Он говорил и при этом раздражался все сильнее. Он бы продолжал свою речь, если бы его не прервал Ломбарди: «Не волнуйтесь, у нас есть полномочия, чтобы все уладить, но это не главное». «Прекрасно, — ответил Муссолини с некоторой обидой, что его оборвали, но в его голосе чувствовалось некоторое удовлетворение, как будто ему удалось добиться определенных уступок, — в таком случае, мне кажется, мы сможем договориться».
В дальнейшем переговоры шли в более спокойной атмосфере, и возникла надежда, что удастся достичь соглашения. Члены делегации Комитета национального освобождения согласились с тем, что в случае пленения военнослужащих фашистских сил к ним должны применяться положения Гаагской конвенции, члены их семей не должны быть репрессированы, а дипломаты, аккредитованные при правительстве Социальной республики, должны иметь иммунитет в соответствии с международными законами. Но когда речь зашла об отношении к военным преступникам, Муссолини хранил молчание, и можно было подумать, что он согласен с условиями Комитета; в этот момент маршал Грациани не выдержал и вскочил с места.
«Нет, нет, дуче, — запротестовал он, — позвольте напомнить Вам об обязательствах, которые у нас есть по отношению к нашим союзникам. Мы не можем вести переговоры о капитуляции, не поставив в известность немецкое командование. Мы не должны игнорировать вопросы долга и чести». «Боюсь, что ваших немецких друзей едва ли мучает совесть по этому поводу», — медленно произнес Кадорна, делая ударение на каждом слове и не сводя при этом взгляда с Муссолини. «Мы уже обсудили с ними детали соглашения, и с минуту на минуту ждем его подписания». Марацца не сомневался, что эти слова прозвучали для Муссолини как гром среди ясного неба. Он весь передернулся, будто его ударило током. «Они что же, не потрудились даже проинформировать Ваше правительство об этом?» — спросил Марацца с видом, будто его удивила реакция Муссолини.
«Этого не может быть, — вскричал Муссолини, приходя в бешенство, покажите мне текст соглашения!» «Очень даже возможно», — вмешался в разговор Дзербино — перед началом переговоров, в приемной кардинала, Дон Биккерай сообщил ему эту новость.

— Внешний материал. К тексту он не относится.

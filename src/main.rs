//! DICOM Pixel Blackout CLI Tool
//!
//! A command-line utility for rendering DICOM frames and blacking out
//! regions of their pixel data.

use clap::Parser;
use medimg_blackout::cli::{run, Cli};
use std::process::ExitCode;

fn main() -> ExitCode {
    let cli = Cli::parse();

    match run(cli) {
        Ok(()) => ExitCode::SUCCESS,
        Err(e) => {
            eprintln!("Error: {:#}", e);
            ExitCode::FAILURE
        }
    }
}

Муссолини повернулся к кардиналу Шустеру, который в тот момент хотя и ощутил неловкость оттого, что Дон Биккерай раскрыл дипломатическую тайну, но с ответом медлить не стал: «Бессмысленно скрывать то, что ни для кого не является секретом. Действительно, обергруппенфюрер Вольф, возглавляющий войска СС в Италии, вступил со мной в переговоры при посредничестве германского посла, а также полковника Рауффа».
После этих слов Муссолини дал волю своим чувствам. Он понял, что немцы его предали. «Они действовали за моей спиной, — кричал он, — они всегда рассматривали нас как своих слуг. Теперь я имею право поступать так, как считаю нужным».
Кардинал Шустер и Грациани безуспешно пытались успокоить Муссолини и продолжить переговоры. Но он никак не мог вернуть себе самообладание и вскоре встал со стула и объявил, что он не сможет прийти ни к какому решению, пока не встретится с германским консулом. «На этот раз у нас будут все основания заявить, что Германия предала Италию», — заявил он и попросил один час на обдумывание требования комитета о капитуляции. И это время было ему предоставлено.
Муссолини покинул зал, бормоча проклятия в адрес немцев, Грациани позже говорил, что у него было намерение выступить по радио и сообщить народу о предательстве немцев. Кардинал Шустер проводил его в приемную, попрощался и сказал, что ждет его через час, Муссолини вяло отреагировал на это.